Real-world horror story: A company stored AWS keys in GitHub Secrets. An intern accidentally pushed them to a public repo’s commit history. $50,000 AWS bill from crypto miners before they noticed.


The Modern Way: OIDC (OpenID Connect)

How OIDC works:

1. GitHub Actions job starts
2. GitHub generates short-lived JWT token (signed by GitHub)
3. Job presents token to AWS STS (Security Token Service)
4. AWS verifies:
   - Is this really GitHub? (validates signature)
   - Is it the right repo? (checks token claims)
   - Is it the right branch? (checks ref)
5. AWS issues temporary credentials (15 min expiration)
6. Job uses credentials
7. Credentials automatically expire

Benefits:

  • ✅ Zero long-lived secrets
  • ✅ Credentials expire in 15 minutes (can’t leak permanently)
  • ✅ Can restrict by repo AND branch
  • ✅ Audit trail in CloudTrail (every authentication logged)
  • ✅ No manual rotation needed

Terraform Implementation

File: modules/cicd/main.tf

GitHub OIDC Provider

# One-time setup: Trust GitHub's OIDC provider
resource "aws_iam_openid_connect_provider" "github" {
  url             = "https://token.actions.githubusercontent.com"
  client_id_list  = ["sts.amazonaws.com"]
  
  # GitHub's certificate thumbprints (static, provided by GitHub)
  thumbprint_list = [
    "6938fd4d98bab03faadb97b34396831e3780aea1",
    "1c58a3a8518e8759bf075b76b750d4f2df264fcd"
  ]
  
  tags = {
    Name = "${var.project_name}-github-oidc"
  }
}

What this does: Establishes trust between AWS and GitHub.
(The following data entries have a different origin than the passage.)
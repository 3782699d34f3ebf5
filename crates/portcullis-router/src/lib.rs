//! Route pattern compiler and prefix-tree router for Portcullis.
//!
//! This crate turns route patterns such as `/{username}/{reponame}/commit/{sha:[a-f0-9]{7,40}}`
//! into a deterministic prefix tree and resolves request paths against it.
//! The tree is generic over its entries; the web layer stores handler chains,
//! tests and benchmarks store plain strings.
//!
//! # Features
//!
//! - **Literal, parameter, regex and wildcard segments**
//! - **Deterministic priority**: a matching literal commits; otherwise parameters in registration order, then wildcard
//! - **Regex fall-through**: a constrained parameter that rejects a segment yields to its siblings
//! - **Per-method tables** with any-method entries and `HEAD`-from-`GET` fallback
//! - **Percent-decoded** parameter values
//!
//! # Example
//!
//! ```rust
//! use portcullis_router::{Lookup, RoutePattern, RouteTree};
//! use http::Method;
//!
//! let mut tree = RouteTree::new();
//! for (pattern, entry) in [
//!     ("/explore/repos", "explore"),
//!     ("/{username}", "profile"),
//!     ("/{username}/{reponame}", "repo"),
//!     ("/{username}/{reponame}/raw/*", "raw"),
//! ] {
//!     tree.insert(&RoutePattern::parse(pattern).unwrap(), Method::GET.into(), entry).unwrap();
//! }
//!
//! let Lookup::Found(found) = tree.lookup(&Method::GET, "/alice/proj/raw/docs/a.md", true) else {
//!     panic!("no match");
//! };
//! assert_eq!(*found.entry, "raw");
//! assert_eq!(found.params.get("username"), Some("alice"));
//! assert_eq!(found.params.get("*"), Some("docs/a.md"));
//! ```
//!
//! # Architecture
//!
//! ```text
//!                    (root)
//!                      │
//!              ┌───────┴─────────┐
//!              │                 │
//!          "explore"        {username}  [GET]
//!              │                 │
//!          "repos"          {reponame}  [GET]
//!           [GET]                │
//!                              "raw"
//!                                │
//!                                *      [GET]
//! ```

mod error;
mod method_router;
mod node;
mod params;
mod pattern;
mod router;

pub use error::CompileError;
pub use method_router::{MethodFilter, MethodTable, Resolution};
pub use params::Params;
pub use pattern::{join_paths, RoutePattern, Segment, WILDCARD_NAME};
pub use router::{Lookup, RouteTree};

/// A resolved route: the winning entry and the parameters bound on the way.
#[derive(Debug)]
pub struct RouteMatch<'a, T> {
    /// The entry registered for the route and method
    pub entry: &'a T,
    /// Extracted path parameters, in pattern order
    pub params: Params,
    /// The pattern the entry was registered under
    pub pattern: &'a RoutePattern,
    /// How the method table chose the entry
    pub resolution: Resolution,
}

#[cfg(test)]
mod tests {
    use super::*;
    use http::Method;

    #[test]
    fn test_basic_routing() {
        let mut tree = RouteTree::new();
        tree.insert(&RoutePattern::parse("/user/login").unwrap(), Method::GET.into(), "login")
            .unwrap();
        tree.insert(&RoutePattern::parse("/user/login").unwrap(), Method::POST.into(), "login_post")
            .unwrap();

        let found = tree.match_route(&Method::POST, "/user/login").unwrap();
        assert_eq!(*found.entry, "login_post");
        assert_eq!(found.pattern.as_str(), "/user/login");
        assert_eq!(found.resolution, Resolution::Exact);
        assert_eq!(tree.len(), 2);
    }

    #[test]
    fn test_trailing_slash_is_ignored() {
        let mut tree = RouteTree::new();
        tree.insert(&RoutePattern::parse("/explore/repos/").unwrap(), Method::GET.into(), "explore")
            .unwrap();
        assert!(tree.match_route(&Method::GET, "/explore/repos").is_some());
        assert!(tree.match_route(&Method::GET, "/explore/repos/").is_some());
    }

    #[test]
    fn test_empty_tree() {
        let tree: RouteTree<()> = RouteTree::default();
        assert!(tree.is_empty());
        assert!(matches!(tree.lookup(&Method::GET, "/", true), Lookup::NotFound));
    }
}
IAM Role for GitHub Actions

resource "aws_iam_role" "github_actions" {
  name        = "${var.project_name}-github-actions"
  description = "Role for GitHub Actions to deploy frontend"
  
  assume_role_policy = jsonencode({
    Version = "2012-10-17"
    Statement = [{
      Effect = "Allow"
      Principal = {
        Federated = aws_iam_openid_connect_provider.github.arn
      }
      Action = "sts:AssumeRoleWithWebIdentity"
      Condition = {
        StringEquals = {
          "token.actions.githubusercontent.com:aud" = "sts.amazonaws.com"
        }
        StringLike = {
          # CRITICAL: Only main branch of specific repo can assume
          "token.actions.githubusercontent.com:sub" = 
            "repo:${var.github_org}/${var.github_repo}:ref:refs/heads/main"
        }
      }
    }]
  })
  
  tags = {
    Name = "${var.project_name}-github-actions-role"
  }
}

The security magic is in the Condition:

"token.actions.githubusercontent.com:sub" = 
  "repo:brent-hollers/absence-system-infrastructure:ref:refs/heads/main"

This means:

  • ✅ ONLY the brent-hollers/absence-system-infrastructure repo
  • ✅ ONLY the main branch
  • ❌ Feature branches can’t deploy
  • ❌ Other repos can’t assume this role
  • ❌ Pull requests can’t deploy (must merge first)

Interview talking point: “I use OIDC trust policies to enforce GitOps workflows. Only merged code on main can deploy to production. This prevents accidental deployments from feature branches and enforces code review.”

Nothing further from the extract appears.